▸ **TO DO**: In the records below, begin at the line that has "self.panels.get(&element).map(Vec::as_slice)" and stop after the line that has "let last = y.last().map(|v|"; quote those lines verbatim and nothing more.

== SUPPLIED RECORDS

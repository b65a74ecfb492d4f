/// Terminal render sink.
///
/// Keeps the latest rendering of every element and label, and redraws the
/// whole dashboard on [`flush`](RenderSink::flush). Plotting an element that
/// already has a panel replaces the panel; nothing accumulates.
///
/// Matrix views are downsampled to fit `render.heatmap_width` columns and
/// `render.chart_height / 25` rows. The time series becomes one sparkline
/// per trace, the histogram a column of horizontal bars.
use std::collections::BTreeMap;
use std::io::{self, Write};

use colored::Colorize;

use super::{ChartDescriptor, ElementId, RenderSink, TextTarget, Trace};
use crate::config::schema::{ColorScale, RenderConfig};
use crate::navigator::ControlState;

/// Intensity ramp used when colour is off.
const RAMP: [char; 5] = [' ', '░', '▒', '▓', '█'];

/// Sparkline glyphs, lowest to highest.
const SPARKS: [char; 8] = ['▁', '▂', '▃', '▄', '▅', '▆', '▇', '█'];

/// Histogram rows are capped so the panel stays on screen.
const MAX_HISTOGRAM_ROWS: usize = 12;

/// Width of a full histogram bar.
const BAR_WIDTH: usize = 40;

/// Render sink drawing text panels.
pub struct TerminalSink<W: Write> {
    out: W,
    width: usize,
    sparkline_width: usize,
    max_rows: usize,
    color: bool,
    clear: bool,
    deferred: bool,
    panels: BTreeMap<ElementId, Vec<String>>,
    texts: BTreeMap<TextTarget, String>,
    controls: Option<ControlState>,
}

impl TerminalSink<io::Stdout> {
    /// Sink for an interactive terminal: clears and redraws on every flush.
    pub fn stdout(config: &RenderConfig) -> Self {
        let color = colored::control::SHOULD_COLORIZE.should_colorize();
        Self::new(io::stdout(), config, color, true)
    }
}

impl<W: Write> TerminalSink<W> {
    pub fn new(out: W, config: &RenderConfig, color: bool, clear: bool) -> Self {
        Self {
            out,
            width: config.heatmap_width.max(1),
            sparkline_width: config.sparkline_width.max(1),
            max_rows: (config.chart_height / 25).max(1) as usize,
            color,
            clear,
            deferred: false,
            panels: BTreeMap::new(),
            texts: BTreeMap::new(),
            controls: None,
        }
    }

    /// Make [`flush`](RenderSink::flush) a no-op; the caller draws once with
    /// [`present`](Self::present).
    pub fn deferred(mut self) -> Self {
        self.deferred = true;
        self
    }

    /// Give back the underlying writer.
    pub fn into_inner(self) -> W {
        self.out
    }

    /// Current panel lines for an element, if it has been plotted.
    pub fn panel(&self, element: ElementId) -> Option<&[String]> {
        self.panels.get(&element).map(Vec::as_slice)
    }

    /// Current text of a label, if it has been set.
    pub fn text(&self, target: TextTarget) -> Option<&str> {
        self.texts.get(&target).map(String::as_str)
    }

    fn render_chart(&self, chart: &ChartDescriptor) -> Vec<String> {
        let mut lines = vec![if self.color {
            chart.layout.title.bold().cyan().to_string()
        } else {
            chart.layout.title.clone()
        }];

        for trace in &chart.traces {
            match trace {
                Trace::Scatter { name, y, color, .. } => {
                    let spark = sparkline(y, self.sparkline_width);
                    let spark = match (self.color, parse_hex(color)) {
                        (true, Some([r, g, b])) => spark.truecolor(r, g, b).to_string(),
                        _ => spark,
                    };
                    let last = y.last().map(|v| format!("{v:.2}")).unwrap_or_else(|| "-".to_string());
                    lines.push(format!("  {name:<16} {spark} {last}"));
                }
                Trace::Surface { z, colorscale } | Trace::Heatmap { z, colorscale } => {
                    let cells = downsample(z, self.width, self.max_rows);
                    lines.extend(self.shade(&cells, *colorscale));
                }
                Trace::Histogram { x, nbins, color } => {
                    let bins = (*nbins).clamp(1, MAX_HISTOGRAM_ROWS);
                    let rgb = parse_hex(color).filter(|_| self.color);
                    for line in histogram_bars(x, bins, BAR_WIDTH) {
                        lines.push(match rgb {
                            Some([r, g, b]) => format!("  {}", line.truecolor(r, g, b)),
                            None => format!("  {line}"),
                        });
                    }
                }
            }
        }
        lines
    }

    fn shade(&self, cells: &[Vec<f64>], scale: ColorScale) -> Vec<String> {
        cells
            .iter()
            .map(|row| {
                let mut line = String::from("  ");
                for &t in row {
                    if self.color {
                        let [r, g, b] = scale.sample(t);
                        line.push_str(&"█".truecolor(r, g, b).to_string());
                    } else {
                        line.push(ramp_char(t));
                    }
                }
                line
            })
            .collect()
    }

    /// Write the whole dashboard to the output.
    pub fn present(&mut self) -> io::Result<()> {
        let mut screen = String::new();
        if self.clear {
            screen.push_str("\x1b[2J\x1b[H");
        }

        let title = "thermoview";
        screen.push_str(&if self.color {
            title.bold().cyan().to_string()
        } else {
            title.to_string()
        });
        screen.push('\n');
        screen.push_str(&"=".repeat(60));
        screen.push('\n');

        if let Some(controls) = &self.controls {
            let button = |label: &str, enabled: bool| {
                if enabled {
                    format!("[{label}]")
                } else if self.color {
                    format!("[{label}]").dimmed().to_string()
                } else {
                    format!("({label})")
                }
            };
            screen.push_str(&format!(
                "  {}  {}  {}\n",
                button("p prev", controls.prev_enabled),
                controls.label,
                button("n next", controls.next_enabled),
            ));
        }

        if let Some(filename) = self.texts.get(&TextTarget::Filename) {
            screen.push_str(&format!("  File: {filename}\n"));
        }
        let stat = |target: TextTarget| self.texts.get(&target).map(String::as_str).unwrap_or("-");
        if self.texts.contains_key(&TextTarget::StatMin) {
            screen.push_str(&format!(
                "  Min: {}  Max: {}  Avg: {}\n",
                stat(TextTarget::StatMin),
                stat(TextTarget::StatMax),
                stat(TextTarget::StatAvg),
            ));
        }
        if self.texts.contains_key(&TextTarget::HotSpot) || self.texts.contains_key(&TextTarget::ColdSpot) {
            screen.push_str(&format!(
                "  Hot spot: ({})  Cold spot: ({})\n",
                stat(TextTarget::HotSpot),
                stat(TextTarget::ColdSpot),
            ));
        }

        for element in ElementId::ALL {
            if let Some(panel) = self.panels.get(&element) {
                screen.push('\n');
                for line in panel {
                    screen.push_str(line);
                    screen.push('\n');
                }
            }
        }

        screen.push_str("\n  n: next  p: previous  r: refresh  q: quit\n");
        self.out.write_all(screen.as_bytes())?;
        self.out.flush()
    }
}

impl<W: Write> RenderSink for TerminalSink<W> {
    fn plot(&mut self, element: ElementId, chart: &ChartDescriptor) {
        let lines = self.render_chart(chart);
        self.panels.insert(element, lines);
    }

    fn set_text(&mut self, target: TextTarget, text: &str) {
        self.texts.insert(target, text.to_string());
    }

    fn clear_text(&mut self, target: TextTarget) {
        self.texts.remove(&target);
    }

    fn set_controls(&mut self, state: &ControlState) {
        self.controls = Some(state.clone());
    }

    fn flush(&mut self) {
        if self.deferred {
            return;
        }
        if let Err(e) = self.present() {
            tracing::warn!(error = %e, "failed to draw dashboard");
        }
    }
}

// ---------------------------------------------------------------------------
// Text rendering helpers
// ---------------------------------------------------------------------------

/// Parse `#rrggbb` into RGB.
fn parse_hex(color: &str) -> Option<[u8; 3]> {
    let hex = color.strip_prefix('#')?;
    if hex.len() != 6 || !hex.is_ascii() {
        return None;
    }
    let channel = |i: usize| u8::from_str_radix(&hex[i..i + 2], 16).ok();
    Some([channel(0)?, channel(2)?, channel(4)?])
}

/// Finite min and max of a value set.
fn finite_range<'a>(values: impl IntoIterator<Item = &'a f64>) -> Option<(f64, f64)> {
    values
        .into_iter()
        .copied()
        .filter(|v| v.is_finite())
        .fold(None, |acc, v| match acc {
            None => Some((v, v)),
            Some((lo, hi)) => Some((lo.min(v), hi.max(v))),
        })
}

/// Position of `v` within `[lo, hi]`, 0 when the range is empty.
fn normalize(v: f64, lo: f64, hi: f64) -> f64 {
    if !v.is_finite() || hi <= lo {
        0.0
    } else {
        ((v - lo) / (hi - lo)).clamp(0.0, 1.0)
    }
}

fn ramp_char(t: f64) -> char {
    let i = (t * (RAMP.len() - 1) as f64).round() as usize;
    RAMP[i.min(RAMP.len() - 1)]
}

/// Sparkline of the last `width` values.
fn sparkline(values: &[f64], width: usize) -> String {
    let tail = &values[values.len().saturating_sub(width)..];
    let Some((lo, hi)) = finite_range(tail) else {
        return String::new();
    };
    tail.iter()
        .map(|&v| {
            let i = (normalize(v, lo, hi) * (SPARKS.len() - 1) as f64).round() as usize;
            SPARKS[i.min(SPARKS.len() - 1)]
        })
        .collect()
}

/// Shrink a matrix to at most `max_cols` x `max_rows` by striding, with
/// every cell normalized into `[0, 1]` against the whole matrix.
fn downsample(z: &[Vec<f64>], max_cols: usize, max_rows: usize) -> Vec<Vec<f64>> {
    let Some((lo, hi)) = finite_range(z.iter().flatten()) else {
        return Vec::new();
    };
    let cols = z.iter().map(Vec::len).max().unwrap_or(0);
    let col_step = cols.div_ceil(max_cols.max(1)).max(1);
    let row_step = z.len().div_ceil(max_rows.max(1)).max(1);

    z.iter()
        .step_by(row_step)
        .map(|row| {
            row.iter()
                .step_by(col_step)
                .map(|&v| normalize(v, lo, hi))
                .collect()
        })
        .collect()
}

/// Count values into `nbins` equal-width bins spanning their range.
fn bin_counts(values: &[f64], nbins: usize) -> Option<(f64, f64, Vec<usize>)> {
    let nbins = nbins.max(1);
    let (lo, hi) = finite_range(values)?;
    let mut counts = vec![0usize; nbins];
    for &v in values.iter().filter(|v| v.is_finite()) {
        let i = (normalize(v, lo, hi) * nbins as f64) as usize;
        counts[i.min(nbins - 1)] += 1;
    }
    Some((lo, hi, counts))
}

/// One line per bin: lower edge, bar, count.
fn histogram_bars(values: &[f64], nbins: usize, width: usize) -> Vec<String> {
    let Some((lo, hi, counts)) = bin_counts(values, nbins) else {
        return vec!["(no data)".to_string()];
    };
    let peak = counts.iter().copied().max().unwrap_or(0).max(1);
    let step = (hi - lo) / counts.len() as f64;

    counts
        .iter()
        .enumerate()
        .map(|(i, &count)| {
            let edge = lo + step * i as f64;
            let bar = "█".repeat(count * width / peak);
            format!("{edge:>8.2} │{bar} {count}")
        })
        .collect()
}

// ---------------------------------------------------------------------------
// Tests
// ---------------------------------------------------------------------------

====

▸ **RESPONSE FOR THIS EXERCISE**:
        self.panels.get(&element).map(Vec::as_slice)
    }

    /// Current text of a label, if it has been set.
    pub fn text(&self, target: TextTarget) -> Option<&str> {
        self.texts.get(&target).map(String::as_str)
    }

    fn render_chart(&self, chart: &ChartDescriptor) -> Vec<String> {
        let mut lines = vec![if self.color {
            chart.layout.title.bold().cyan().to_string()
        } else {
            chart.layout.title.clone()
        }];

        for trace in &chart.traces {
            match trace {
                Trace::Scatter { name, y, color, .. } => {
                    let spark = sparkline(y, self.sparkline_width);
                    let spark = match (self.color, parse_hex(color)) {
                        (true, Some([r, g, b])) => spark.truecolor(r, g, b).to_string(),
                        _ => spark,
                    };
                    let last = y.last().map(|v| format!("{v:.2}")).unwrap_or_else(|| "-".to_string());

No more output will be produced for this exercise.